= TASK DETAILS =
Using the records underneath, tally the lines where the word "AppState" appears and please give only the count.

----------------

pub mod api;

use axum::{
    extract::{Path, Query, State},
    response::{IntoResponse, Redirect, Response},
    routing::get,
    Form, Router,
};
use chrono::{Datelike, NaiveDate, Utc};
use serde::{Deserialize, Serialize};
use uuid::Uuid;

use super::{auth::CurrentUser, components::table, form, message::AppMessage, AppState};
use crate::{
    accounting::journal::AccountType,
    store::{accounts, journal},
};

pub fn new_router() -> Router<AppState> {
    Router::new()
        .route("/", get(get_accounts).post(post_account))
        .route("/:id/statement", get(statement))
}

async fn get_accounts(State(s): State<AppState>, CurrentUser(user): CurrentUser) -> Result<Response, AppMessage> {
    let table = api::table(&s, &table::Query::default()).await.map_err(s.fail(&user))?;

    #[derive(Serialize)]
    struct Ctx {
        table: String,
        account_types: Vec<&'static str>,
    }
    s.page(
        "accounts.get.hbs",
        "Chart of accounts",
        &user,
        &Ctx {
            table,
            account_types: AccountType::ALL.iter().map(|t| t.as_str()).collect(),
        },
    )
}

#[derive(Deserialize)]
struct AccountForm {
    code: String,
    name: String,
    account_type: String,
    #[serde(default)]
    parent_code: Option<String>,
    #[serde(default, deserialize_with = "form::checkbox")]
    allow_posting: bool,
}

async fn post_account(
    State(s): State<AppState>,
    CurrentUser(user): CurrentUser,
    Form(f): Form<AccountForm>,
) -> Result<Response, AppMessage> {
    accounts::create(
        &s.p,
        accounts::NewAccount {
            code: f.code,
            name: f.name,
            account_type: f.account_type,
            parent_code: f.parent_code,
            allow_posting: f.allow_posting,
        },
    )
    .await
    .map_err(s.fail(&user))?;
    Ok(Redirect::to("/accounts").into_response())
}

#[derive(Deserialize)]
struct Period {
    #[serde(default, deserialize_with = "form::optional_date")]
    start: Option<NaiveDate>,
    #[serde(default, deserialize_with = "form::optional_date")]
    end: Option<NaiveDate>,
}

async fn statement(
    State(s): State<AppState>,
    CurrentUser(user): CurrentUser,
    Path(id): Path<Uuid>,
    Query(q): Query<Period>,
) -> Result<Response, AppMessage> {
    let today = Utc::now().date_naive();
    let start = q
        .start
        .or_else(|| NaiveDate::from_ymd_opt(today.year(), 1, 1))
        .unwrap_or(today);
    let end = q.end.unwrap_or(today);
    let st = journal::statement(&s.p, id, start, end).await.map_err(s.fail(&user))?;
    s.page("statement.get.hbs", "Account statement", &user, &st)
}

----------------

= SOLUTION =
5